Рассматривая мировоззренческие особенности античных, ветхозаветных и христианских представлений о нравственности, современный ученый-психолог указывает в своем исследовании на то, что «во всех феноменологических описаниях совесть рассматривается как внутреннее нравственное ядро личности» [Веселова, 146]. Но только «в христианских религиозных концепциях совести онтологический вопрос решен однозначно. В совести человеку непосредственно дан Божественный нравственный закон, это закон всеобщий». И только здесь «дается указание на то, какое влияние грех оказывает на ум и совесть. Он оскверняет их, уродует, извращает совесть, делает ее злой, лукавой» [Веселова, 143]. Определенно и точно указывается на это и в святоотеческой литературе: «Когда Бог сотворил человека, то Он всеял в него нечто Божественное, как бы некоторый помысл, имеющий в себе, подобно искре, и свет, и теплоту; помысл, который просвещает ум и показывает ему, что доброе и что злое, – сие называется совестью, а она есть естественный закон», – писал св. авва Дорофей [Добротолюбие, 196]. Таким образом, христианская философия исходит из того, что человеку непосредственно дан Божественный нравственный закон, который и призвана контролировать совесть. Отсюда ее метафорические названия – «законодатель», «судья», «мздовоздаятель». Осознание преступности своих поступков и есть то действие, которое производит в сердце человека совесть, пробуждающая в душе страх не столько юридического наказания, сколько Божьего гнева. Об этом же пишет и B. C. Непомнящий: «Величайшим открытием христианства как учения о свободе человека было открытие феномена совести. Ранее это свойство, присущее человеку, не было осмыслено: то жгучее чувство, что терзает нас в определенных случаях, древние греки понимали как боязнь позора и тщеславия; Сократ первым сказал, что в человеке есть некий дух, подсказывающий ему, что должно и что не должно. Христианство осмыслило со-весть как безотчетное, но общее всем людям со-знание, со-ведение о существовании Высшей Правды, как проявление знания человека о его богосыновстве, как память о его грехопадении – память, предостерегающую каждого человека от повторения и укоряющую за него. Говоря иначе, совесть была осмыслена как принадлежность человеческой свободы, орудие никем и ничем извне не принуждаемого выбора» [Непомнящий: 2001, 2, 32].
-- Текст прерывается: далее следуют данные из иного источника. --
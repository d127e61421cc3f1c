// Resultado de una consulta de horario y su formato markdown.
//
// Las condiciones "no encontrado" son valores, no errores: el llamador decide
// el estilo mirando `is_not_found()` o el marcador inicial del texto.

use chrono::Weekday;
use serde::Serialize;
use std::cmp::Ordering;

use crate::algorithm::entry::year_token;
use crate::models::{weekday_name, TimetableEntry, WEEKDAY_SHEETS};

/// Marcador inicial de todos los textos de "sin resultado".
pub const WARNING_MARKER: &str = "⚠️";
pub const NO_BATCHES_MESSAGE: &str = "⚠️ No batches found. Please check the sheet format.";
pub const NO_CLASSES_MESSAGE: &str = "⚠️ No classes found for selected criteria";
pub const NO_COURSES_SELECTED_MESSAGE: &str = "⚠️ No courses selected";

/// Columnas de la tabla: consulta por lote o selección personalizada.
#[derive(Debug, Clone, Copy, PartialEq, Eq, Serialize)]
#[serde(rename_all = "snake_case")]
pub enum ReportColumns {
    Batch,
    Custom,
}

#[derive(Debug, Clone)]
pub enum TimetableReport {
    Schedule {
        columns: ReportColumns,
        entries: Vec<TimetableEntry>,
    },
    NoBatches,
    BatchNotFound {
        batch: String,
        suggestion: Option<String>,
    },
    NoClasses,
    NoCoursesSelected,
}

fn day_index(day: Weekday) -> usize {
    WEEKDAY_SHEETS
        .iter()
        .position(|(_, d)| *d == day)
        .unwrap_or(WEEKDAY_SHEETS.len())
}

/// Día, luego posición de la columna, luego hora de inicio (las no
/// interpretables al final). El orden de inserción decide los empates.
fn compare_entries(a: &TimetableEntry, b: &TimetableEntry) -> Ordering {
    day_index(a.day)
        .cmp(&day_index(b.day))
        .then(a.column_rank.cmp(&b.column_rank))
        .then_with(|| match (a.start, b.start) {
            (Some(x), Some(y)) => x.cmp(&y),
            (Some(_), None) => Ordering::Less,
            (None, Some(_)) => Ordering::Greater,
            (None, None) => Ordering::Equal,
        })
}

fn escape_cell(text: &str) -> String {
    text.replace('|', "\\|")
}

impl TimetableReport {
    /// Ordena las entradas; sin entradas el resultado es `NoClasses`.
    pub fn schedule(columns: ReportColumns, mut entries: Vec<TimetableEntry>) -> TimetableReport {
        if entries.is_empty() {
            return TimetableReport::NoClasses;
        }
        entries.sort_by(compare_entries);
        TimetableReport::Schedule { columns, entries }
    }

    pub fn is_not_found(&self) -> bool {
        !matches!(self, TimetableReport::Schedule { .. })
    }

    pub fn entries(&self) -> &[TimetableEntry] {
        match self {
            TimetableReport::Schedule { entries, .. } => entries.as_slice(),
            _ => &[],
        }
    }

    /// Texto de "sin resultado", `None` para horarios.
    pub fn sentinel(&self) -> Option<String> {
        match self {
            TimetableReport::Schedule { .. } => None,
            TimetableReport::NoBatches => Some(NO_BATCHES_MESSAGE.to_string()),
            TimetableReport::BatchNotFound { batch, suggestion } => Some(match suggestion {
                Some(s) => format!("{} Batch '{}' not found! Did you mean '{}'?", WARNING_MARKER, batch, s),
                None => format!("{} Batch '{}' not found!", WARNING_MARKER, batch),
            }),
            TimetableReport::NoClasses => Some(NO_CLASSES_MESSAGE.to_string()),
            TimetableReport::NoCoursesSelected => Some(NO_COURSES_SELECTED_MESSAGE.to_string()),
        }
    }

    /// Una tabla markdown por día con clases, en orden lunes a viernes.
    pub fn render(&self) -> String {
        let (columns, entries) = match self {
            TimetableReport::Schedule { columns, entries } => (*columns, entries),
            other => return other.sentinel().unwrap_or_default(),
        };

        let mut out: Vec<String> = Vec::new();
        for (_, day) in WEEKDAY_SHEETS.iter() {
            let rows: Vec<&TimetableEntry> = entries.iter().filter(|e| e.day == *day).collect();
            if rows.is_empty() {
                continue;
            }
            out.push(format!("### 📌 {}\n", weekday_name(*day)));
            match columns {
                ReportColumns::Batch => {
                    out.push("| Time | Room | Type | Course |".to_string());
                    out.push("|------|------|------|--------|".to_string());
                }
                ReportColumns::Custom => {
                    out.push("| Time | Room | Type | Course | Section | Batch |".to_string());
                    out.push("|------|------|------|--------|---------|-------|".to_string());
                }
            }
            for e in rows {
                let mut line = format!(
                    "| {} | {} | {} | {} |",
                    escape_cell(&e.time_slot),
                    escape_cell(&e.room),
                    e.kind,
                    escape_cell(&e.course)
                );
                if columns == ReportColumns::Custom {
                    let batch = year_token(&e.batch).unwrap_or(e.batch.as_str());
                    line.push_str(&format!(" {} | {} |", escape_cell(&e.section), escape_cell(batch)));
                }
                out.push(line);
            }
            out.push("\n".to_string());
        }
        out.join("\n")
    }
}

#[cfg(test)]
mod tests {
    use super::*;
    use crate::models::SessionType;
    use chrono::NaiveTime;

    fn entry(day: Weekday, rank: usize, start: Option<(u32, u32)>, course: &str) -> TimetableEntry {
        TimetableEntry {
            day,
            time_slot: "t".into(),
            room: "101".into(),
            kind: SessionType::Class,
            course: course.into(),
            column_rank: rank,
            start: start.and_then(|(h, m)| NaiveTime::from_hms_opt(h, m, 0)),
            section: "A".into(),
            batch: "BS CS (2024)".into(),
        }
    }

    #[test]
    fn entries_sorted_by_day_rank_then_start() {
        let report = TimetableReport::schedule(
            ReportColumns::Batch,
            vec![
                entry(Weekday::Tue, 0, Some((8, 30)), "tue"),
                entry(Weekday::Mon, 1, Some((8, 0)), "mon-late-col"),
                entry(Weekday::Mon, 0, None, "mon-unknown"),
                entry(Weekday::Mon, 0, Some((10, 0)), "mon-10"),
            ],
        );
        let order: Vec<&str> = report.entries().iter().map(|e| e.course.as_str()).collect();
        assert_eq!(order, vec!["mon-10", "mon-unknown", "mon-late-col", "tue"]);
    }

    #[test]
    fn empty_schedule_is_no_classes() {
        let report = TimetableReport::schedule(ReportColumns::Custom, Vec::new());
        assert!(report.is_not_found());
        assert_eq!(report.render(), NO_CLASSES_MESSAGE);
    }

    #[test]
    fn sentinels_carry_marker() {
        let reports = [
            TimetableReport::NoBatches,
            TimetableReport::NoClasses,
            TimetableReport::NoCoursesSelected,
            TimetableReport::BatchNotFound { batch: "BS EE (1999)".into(), suggestion: None },
        ];
        for r in reports.iter() {
            assert!(r.render().starts_with(WARNING_MARKER));
        }
        let suggested = TimetableReport::BatchNotFound {
            batch: "BS CS (2042)".into(),
            suggestion: Some("BS CS (2024)".into()),
        };
        assert_eq!(
            suggested.render(),
            "⚠️ Batch 'BS CS (2042)' not found! Did you mean 'BS CS (2024)'?"
        );
    }

    #[test]
    fn custom_table_shows_year_and_escapes_pipes() {
        let mut e = entry(Weekday::Wed, 0, None, "Ethics | Law");
        e.batch = "BS CS (2024)".into();
        let text = TimetableReport::schedule(ReportColumns::Custom, vec![e]).render();
        assert!(text.starts_with("### 📌 Wednesday"));
        assert!(text.contains("| Time | Room | Type | Course | Section | Batch |"));
        assert!(text.contains("| t | 101 | Class | Ethics \\| Law | A | 2024 |"));
    }
}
Первоначальное отчуждение главных героев от мира, вызванное как социальными, так и психологическими причинами, не было абсолютным – окончательный разлад в душе старшего брата наступает после смерти младшего, внешне проявляясь в полном равнодушии к прежним радостям: «Пиры, веселые ночлеги // И наши буйные набеги – // Могила брата все взяла» [Пушкин, 4, 173]. Потеря любимого существа, единственного в мире родного человека не только лишает главного героя той жизнерадостности, которая была присуща ему ранее («Влачусь угрюмый, одинокий» [Пушкин, 4, 173]), но и ставит перед ним проблему смысла жизни, поднимая его сознание на иной уровень мировосприятия, осмысления действительности. Именно теперь, уже в признании героя, вновь появляется метафора окаменения: «Окаменел мой дух жестокий, // И в сердце жалость умерла» [Пушкин, 4, 174]. Но нравственный закон продолжает жить в его сердце, воплощенный в представлении о грехе: «…грешную молитву // Над братней ямой совершил…» [Пушкин, 4, 173].

1

Здесь и далее написание строчной и прописной букв в словах с религиозной семантикой сверено по изданию: Пушкин A.C. Сочинения: [в 7 т.] / под ред. и с объяснит, прим. П. О. Морозова. – СПб.: Тип. A. C. Суворина, 1887.